Jiro manages to spin, slicing at Guardian XIII's ankles. Guardian XIII jumps, and tries to land on the blade and pin it to the ground. Jiro anticipates this and rotates it, but Guardian XIII manages to dodge again.
"Trying to cut my feet? Sad, little man, sad."
WHAT WILL HAPPEN NEXT?! FIND OUT WHEN [GUARDIAN XIII] TAKES OVER.
The other Warriors formed a loose circle around the fighting pair as Jiro slowly made his way to his feet. His legs screamed in protest, bruises already flowering across their pink flesh, but he ignored the pain and set his teeth. This is it he thinks. If I don't take him out now, I'm dead.
Without warning, Guardian XIII lunged at him. Jiro barely had enough time to bring his weapon up to defend himself. The bat hit the flat of the blade and bounced away harmlessly.
Then a fiery pain danced across Jiro's eyes. It felt like his skull had been caved in. It seems, while he was busy watching the bat, Guardian XIII's other hand had snaked around his defenses, unseen, to crack him in the side of the head. Jiro gingerly felt the side of his head and his hand came a way red with blood. Brass knuckles... dammit! he thought.
Guardian XIII eyed the wobbling Misfit sternly. “Just a boy.” he spat. “The Misfits are nothing but a bunch of kids. Street punks playing hooky.
“Misfits will run this city one day!” Jiro shouted angrily.
“That may be, but you certainly won't be around to see that day if you keep running into fights out-manned and unarmed. Get out of here, kid, before you really get hurt.” He replied, turning his back on Jiro. The Misfit's dazed eyes lit up at this miraculous opportunity
This is it!
Raising the katana high above his head and screaming furiously, he lunged at the retreating Warrior. Guardian XIII turned and caught Jiro's eye just as they crashed together. Blood flashed across Jiro's vision, and he smiled triumphantly. Then fell to the ground dead, Guardian XIII's belt knife protruding from his chest.
The onlooking Warriors whooped and cheered at their leader's victory. TrollHunter jogged over to the fallen Misfit and sat on his chest, slapping the lifeless Jiro across the face and laughing. Then, without pause, Guardian XIII punched him in the face, sending him sprawling across pavement, and gently picked Jiro up and wept over his dead little brother.
Familicide?!
He lunged! I tried to defend, but it was too late. :(
This is true. He was doomed to die as soon as he took on the Misfit colors.
Ho ho ho :bigsmile:
smurfing Cain, you will pay for Jiro's death.
Jiro NOOOOOOOOOOOOO
You will PAY for this, Guardian. I will hunt you to the ends of the Earth!

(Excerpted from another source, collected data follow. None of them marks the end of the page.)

use std::net::SocketAddr;
use std::time::Duration;

use anyhow::{anyhow, Result};
use http::StatusCode;
use tracing_subscriber::{fmt, EnvFilter};

use crate::cli::LogFormat;

const DEFAULT_FILTER: &str = "info";

pub fn init_logger(format: LogFormat) -> Result<()> {
    let filter =
        EnvFilter::try_from_default_env().unwrap_or_else(|_| EnvFilter::new(DEFAULT_FILTER));

    match format {
        LogFormat::Json => fmt::fmt()
            .with_env_filter(filter)
            .json()
            .with_current_span(false)
            .with_span_list(false)
            .with_thread_ids(false)
            .with_thread_names(false)
            .try_init()
            .map_err(|err| anyhow!(err))?,
        LogFormat::Text => fmt::fmt()
            .with_env_filter(filter)
            .with_target(false)
            .compact()
            .try_init()
            .map_err(|err| anyhow!(err))?,
    }

    Ok(())
}

/// One line per terminated data-plane request on the `access_log` target.
#[derive(Debug, Clone)]
pub struct AccessLogEvent {
    pub client_ip: std::net::IpAddr,
    pub client_port: u16,
    pub method: String,
    pub host: String,
    pub path: String,
    pub status: u16,
    pub decision: String,
    pub rule: Option<String>,
    pub context: Option<String>,
    pub bytes_out: u64,
    pub elapsed_ms: u128,
}

#[derive(Debug)]
pub struct AccessLogBuilder {
    event: AccessLogEvent,
}

impl AccessLogBuilder {
    pub fn new(peer: SocketAddr) -> Self {
        Self {
            event: AccessLogEvent {
                client_ip: peer.ip(),
                client_port: peer.port(),
                method: String::new(),
                host: String::new(),
                path: String::new(),
                status: 0,
                decision: String::from("UNKNOWN"),
                rule: None,
                context: None,
                bytes_out: 0,
                elapsed_ms: 0,
            },
        }
    }

    pub fn method(mut self, method: impl Into<String>) -> Self {
        self.event.method = method.into();
        self
    }

    pub fn host(mut self, host: impl Into<String>) -> Self {
        self.event.host = host.into();
        self
    }

    pub fn path(mut self, path: impl Into<String>) -> Self {
        self.event.path = path.into();
        self
    }

    pub fn status(mut self, status: StatusCode) -> Self {
        self.event.status = status.as_u16();
        self
    }

    pub fn status_u16(mut self, status: u16) -> Self {
        self.event.status = status;
        self
    }

    pub fn decision(mut self, decision: impl Into<String>) -> Self {
        self.event.decision = decision.into();
        self
    }

    pub fn rule(mut self, rule: impl Into<String>) -> Self {
        self.event.rule = Some(rule.into());
        self
    }

    pub fn context(mut self, context: impl Into<String>) -> Self {
        self.event.context = Some(context.into());
        self
    }

    pub fn bytes_out(mut self, bytes: u64) -> Self {
        self.event.bytes_out = bytes;
        self
    }

    pub fn elapsed(mut self, elapsed: Duration) -> Self {
        self.event.elapsed_ms = elapsed.as_millis();
        self
    }

    pub fn build(self) -> AccessLogEvent {
        self.event
    }

    pub fn log(self) {
        log_access(self.build());
    }
}

pub fn log_access(event: AccessLogEvent) {
    let AccessLogEvent {
        client_ip,
        client_port,
        method,
        host,
        path,
        status,
        decision,
        rule,
        context,
        bytes_out,
        elapsed_ms,
    } = event;

    tracing::info!(
        target = "access_log",
        client_ip = %client_ip,
        client_port,
        method,
        host,
        path,
        status,
        decision,
        rule = rule.as_deref().unwrap_or_default(),
        context = context.as_deref().unwrap_or_default(),
        bytes_out,
        elapsed_ms,
        "request terminated"
    );
}
pub mod api;
pub mod cli;
pub mod engine;
pub mod events;
pub mod io_util;
pub mod logging;
pub mod metrics;
pub mod pipeline;
pub mod proxy;
pub mod request;
pub mod router;
pub mod settings;
pub mod store;
pub mod util;

use std::sync::Arc;

use anyhow::Result;

use crate::events::{DecisionLogger, EventSink, TracingEventSink};
use crate::pipeline::Pipeline;
use crate::settings::Settings;
use crate::store::{AuditSink, StoreRegistry, TracingAuditSink};

pub async fn run(settings: Settings) -> Result<()> {
    let settings = Arc::new(settings);

    if let Some(addr) = settings.metrics_listen {
        tokio::spawn(async move {
            tracing::info!(address = %addr, "metrics endpoint starting");
            if let Err(err) = crate::metrics::serve(addr).await {
                tracing::error!(error = %err, "metrics endpoint failed");
            }
        });
    }

    let audit: Arc<dyn AuditSink> = Arc::new(TracingAuditSink);
    let registry = Arc::new(StoreRegistry::open(&settings.data_dir, audit)?);
    // Warm the global snapshot so a broken data dir fails startup, not the
    // first request.
    registry.global().snapshot().await?;

    let events: Arc<dyn EventSink> = Arc::new(TracingEventSink);
    let logger = DecisionLogger::start(events.clone(), settings.event_buffer_capacity);
    let pipeline = Arc::new(Pipeline::new(registry.clone(), logger));

    let api_ctx = api::ApiContext {
        registry,
        events,
    };
    let api_settings = settings.clone();
    tokio::spawn(async move {
        if let Err(err) = api::serve(api_settings, api_ctx).await {
            tracing::error!(error = %err, "admin API listener failed");
        }
    });

    let app = proxy::AppContext::new(settings, pipeline);
    proxy::run(app).await
}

Sorry, I've not been around so much lately to keep up with this because I've been too busy watching and listening to a guy sing Disney voices in a demonic voice (while not quoting Mortal Kombat awesomely) while playing a marathon run of FFVII in the name of raising funds for charity.
FFVII Fights Cancer
I mean, I know the gang wars are awesome fun and all, but I think that this just goes to show how much FFVII Warriors have already won. Donate, people!
EDIT: Ahahaha, instead of saying "Sephiroth" he even says "Cancer" :)
This dog needs a new pack, gentlemen. My family was wiped out. :(
Welcome to the right side of this war, sharky dude.
A heart of a lion. A dog of war.
http://i839.photobucket.com/albums/z..._by_zrcalo.jpg
You won the fight but you lost your soul G-Man. You killed your little brother over a color and game. Now you will never get to share anything with him ever again, all you will have are your memories, and the memory of his death by your hand. Hope you can live with that. Oh, and you can consider yourself disowned for the rest of this game because I want nothing more to do with you!
:kaoupset:
stfu noob
... but not before I forcibly insert by testicles into DD's mouth.
Sounds kinda gay. You have the wrong impression, dude.